L’attuale contenzioso verte però sulle emissioni automobilistiche su cui la California ha un esercita un ruolo fuori misura, non solo come laboratorio di innovazione tecnologica, ma soprattutto in virtù dei 40 milioni di abitanti, che ne fanno il maggiore mercato automobilistico, e di fatto obbligano i costruttori ad adeguare la produzione nazionale alle norme di efficienza in vigore nel Golden State. Per effetto delle leggi californiane le auto americane sono passate dai consumi antidiluviani dei 5 km/litro nel 1975 agli attuali 16 km/litro. Il prossimo obbiettivo stabilito dalla California è di 25km/litro entro il 2030.In anni recenti l’Air Resources Board, ha anche imposto l’obbligo di commercializzare una percentuale di veicoli ad emissione zero incentivando il maggiore mercato occidentale per le auto elettriche. È la regola che ha notoriamente obbligato ad esempio la Fiat Chrysler a produrre 500E per il mercato californiano con grande insoddisfazione di Sergio Marchionne che non perde occasione per lamentare l’imposizione che a suo dire costerebbe all’azienda 20 mila dollari di perdita su ogni vettura venduta. Tuttavia, malgrado le rimostranze, la Fiat Chrrysler come tutti gli altri marchi mondiali ha finora impostato le proprie strategie di produzione attorno alle vetture alternative, principalmente ibride ed elettriche.

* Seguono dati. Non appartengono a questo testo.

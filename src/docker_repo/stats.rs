// Convert raw Docker stats API responses into WorkloadStatSnapshot.

use crate::error::CollectError;
use crate::models::{CpuCounters, WorkloadStatSnapshot};
use bollard::models::{ContainerCpuStats, ContainerMemoryStats, ContainerStatsResponse};

/// Page-cache keys subtracted from memory usage, same as `docker stats`
/// (cgroup v1 reports `total_inactive_file`, v2 `inactive_file`).
const CACHE_KEYS: [&str; 2] = ["total_inactive_file", "inactive_file"];

pub(crate) fn stat_snapshot(
    s: &ContainerStatsResponse,
    id: &str,
) -> Result<WorkloadStatSnapshot, CollectError> {
    let cpu_stats = s
        .cpu_stats
        .as_ref()
        .ok_or_else(|| CollectError::MalformedSample(format!("{}: missing cpu_stats", id)))?;
    let cpu = counters(cpu_stats)
        .ok_or_else(|| CollectError::MalformedSample(format!("{}: missing cpu_usage", id)))?;

    // Docker sends an all-zero precpu block on the first read of a container.
    let precpu = s
        .precpu_stats
        .as_ref()
        .and_then(counters)
        .filter(|c| c.system_usage > 0);

    let online_cpus = cpu_stats
        .online_cpus
        .filter(|n| *n > 0)
        .or_else(|| {
            cpu_stats
                .cpu_usage
                .as_ref()
                .and_then(|u| u.percpu_usage.as_ref())
                .map(|v| v.len() as u32)
                .filter(|n| *n > 0)
        })
        .unwrap_or(1);

    let (memory_usage_bytes, memory_limit_bytes) = s
        .memory_stats
        .as_ref()
        .map_or((0, 0), |m| (usage_without_cache(m), m.limit.unwrap_or(0)));

    Ok(WorkloadStatSnapshot {
        cpu,
        precpu,
        online_cpus,
        memory_usage_bytes,
        memory_limit_bytes,
    })
}

fn counters(c: &ContainerCpuStats) -> Option<CpuCounters> {
    let usage = c.cpu_usage.as_ref()?;
    Some(CpuCounters {
        total_usage: usage.total_usage.unwrap_or(0),
        system_usage: c.system_cpu_usage.unwrap_or(0),
    })
}

fn usage_without_cache(m: &ContainerMemoryStats) -> u64 {
    let usage = m.usage.unwrap_or(0);
    let cache = m
        .stats
        .as_ref()
        .and_then(|stats| CACHE_KEYS.iter().find_map(|k| stats.get(*k).copied()))
        .unwrap_or(0);
    usage.saturating_sub(cache)
}

#[cfg(test)]
mod tests {
    use super::*;
    use bollard::models::{ContainerCpuUsage, ContainerMemoryStats};
    use std::collections::HashMap;

    fn minimal_cpu_stats(total_usage: u64, system_cpu_usage: u64) -> ContainerCpuStats {
        ContainerCpuStats {
            cpu_usage: Some(ContainerCpuUsage {
                total_usage: Some(total_usage),
                ..Default::default()
            }),
            system_cpu_usage: Some(system_cpu_usage),
            online_cpus: Some(2),
            throttling_data: None,
        }
    }

    #[test]
    fn missing_cpu_stats_is_malformed() {
        let s = ContainerStatsResponse {
            cpu_stats: None,
            precpu_stats: Some(minimal_cpu_stats(0, 0)),
            ..Default::default()
        };
        let err = stat_snapshot(&s, "id").unwrap_err();
        assert_eq!(err.kind(), "malformed_sample");
    }

    #[test]
    fn zeroed_precpu_means_no_baseline() {
        let s = ContainerStatsResponse {
            cpu_stats: Some(minimal_cpu_stats(100, 1000)),
            precpu_stats: Some(minimal_cpu_stats(0, 0)),
            ..Default::default()
        };
        let out = stat_snapshot(&s, "id").unwrap();
        assert!(out.precpu.is_none());
        assert_eq!(out.online_cpus, 2);
    }

    #[test]
    fn extracts_counters_and_memory() {
        let s = ContainerStatsResponse {
            cpu_stats: Some(minimal_cpu_stats(100_000_000, 1_000_000_000)),
            precpu_stats: Some(minimal_cpu_stats(50_000_000, 500_000_000)),
            memory_stats: Some(ContainerMemoryStats {
                usage: Some(256 * 1024 * 1024),
                limit: Some(512 * 1024 * 1024),
                ..Default::default()
            }),
            ..Default::default()
        };
        let out = stat_snapshot(&s, "abc123").unwrap();
        assert_eq!(out.cpu.total_usage, 100_000_000);
        assert_eq!(out.cpu.system_usage, 1_000_000_000);
        assert_eq!(out.precpu.map(|p| p.total_usage), Some(50_000_000));
        assert_eq!(out.memory_usage_bytes, 256 * 1024 * 1024);
        assert_eq!(out.memory_limit_bytes, 512 * 1024 * 1024);
    }

    #[test]
    fn page_cache_is_excluded_from_usage() {
        let mut stats = HashMap::new();
        stats.insert("inactive_file".to_string(), 100u64);
        let s = ContainerStatsResponse {
            cpu_stats: Some(minimal_cpu_stats(1, 1)),
            memory_stats: Some(ContainerMemoryStats {
                usage: Some(1000),
                limit: Some(4000),
                stats: Some(stats),
                ..Default::default()
            }),
            ..Default::default()
        };
        let out = stat_snapshot(&s, "id").unwrap();
        assert_eq!(out.memory_usage_bytes, 900);
    }

    #[test]
    fn online_cpus_falls_back_to_percpu_len() {
        let s = ContainerStatsResponse {
            cpu_stats: Some(ContainerCpuStats {
                cpu_usage: Some(ContainerCpuUsage {
                    total_usage: Some(10),
                    percpu_usage: Some(vec![1, 2, 3, 4]),
                    ..Default::default()
                }),
                system_cpu_usage: Some(100),
                online_cpus: None,
                throttling_data: None,
            }),
            ..Default::default()
        };
        assert_eq!(stat_snapshot(&s, "id").unwrap().online_cpus, 4);
    }
}
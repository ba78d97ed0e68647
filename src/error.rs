// Per-tick collection failures. Contained inside the collector that hit them.

use thiserror::Error;

#[derive(Debug, Clone, PartialEq, Eq, Error)]
pub enum CollectError {
    /// Runtime, host or store unreachable (includes sample timeouts).
    #[error("transport error: {0}")]
    Transport(String),
    /// Workload vanished between listing and stat fetch.
    #[error("not found: {0}")]
    NotFound(String),
    /// Raw reading is missing fields we need, or has the wrong shape.
    #[error("malformed sample: {0}")]
    MalformedSample(String),
}

impl CollectError {
    /// Short label for structured log fields.
    pub fn kind(&self) -> &'static str {
        match self {
            CollectError::Transport(_) => "transport",
            CollectError::NotFound(_) => "not_found",
            CollectError::MalformedSample(_) => "malformed_sample",
        }
    }
}

impl From<bollard::errors::Error> for CollectError {
    fn from(e: bollard::errors::Error) -> Self {
        match e {
            bollard::errors::Error::DockerResponseServerError {
                status_code: 404,
                message,
            } => CollectError::NotFound(message),
            other => CollectError::Transport(other.to_string()),
        }
    }
}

Ma i profitti delle case automobilistiche, salvate con fondi pubblici da Obama nel 2008, grazie anche ai prezzi della benzina tenuti artificialmente bassi, provengono ormai quasi interamente dai segmenti meno efficienti: Suv e pickup. Lo scorso mese la Ford ha annunciato addirittura l’intenzione di cessare in toto la produzione di berline (eccetto la Mustang) e invece di sbandierare i prototipi elettrici, i dirigenti festeggiano la deregulation trumpista col presidente.
Paradossalmente la California si trova improvvisamente ad avere una maggiore affinità con le politiche antismog di Pechino che con quelle di Washington e il governatore Jerry Brown, formatosi politicamente nella contestazione alla guerra del Vietnam e nella militanza ecologica degli anni 70, inveisce da mesi contro la follia revisionista di Trump:  «la posizione anti-scienza ed anti-realtà» del presidente  secondo Brown è intollerabile. «La California farà tutto ciò che è in suo potere per mantenere la rotta e incrementare il progresso (ambientale) in ogni stato, provincia e paese».

La parabola virtuosa degli ultimi quarant’anni rischia però di non avere un happy ending o almeno di subire una brusca battuta d’arresto ora che la Casa bianca è occupata da un’amministrazione negazionista che definisce il mutamento climatico una «truffa cinese». Trump e Pruitt sanno bene che la California è il maggiore ostacolo alla rottamazione ambientale e minacciano di revocare allo stato il waiver, il permesso di stabilire autonomamente le norme sulla qualità atmosferica riportandole sotto l’unica giurisdizione federale. Sarebbe un colpo micidiale per la California che senza poter più imporre limiti di efficienza ai costruttori automobilistici si troverebbe impossibilitata a proteggere l’aria respirata dai propri cittadini.

Dalla resistenza californiana dipenderanno in gran parte le sorti della strategia ambientalista globale in un momento sempre più critico per il pianeta. In palio ci sono salute pubblica, sviluppo e sostenibilità e un’idea radicalmente diversa di progresso. Col congresso blindato dai trumpisti almeno fino alla fine di quest’anno l’opposizione dovrà avvenire a livello di amministrazioni locali e nei tribunali.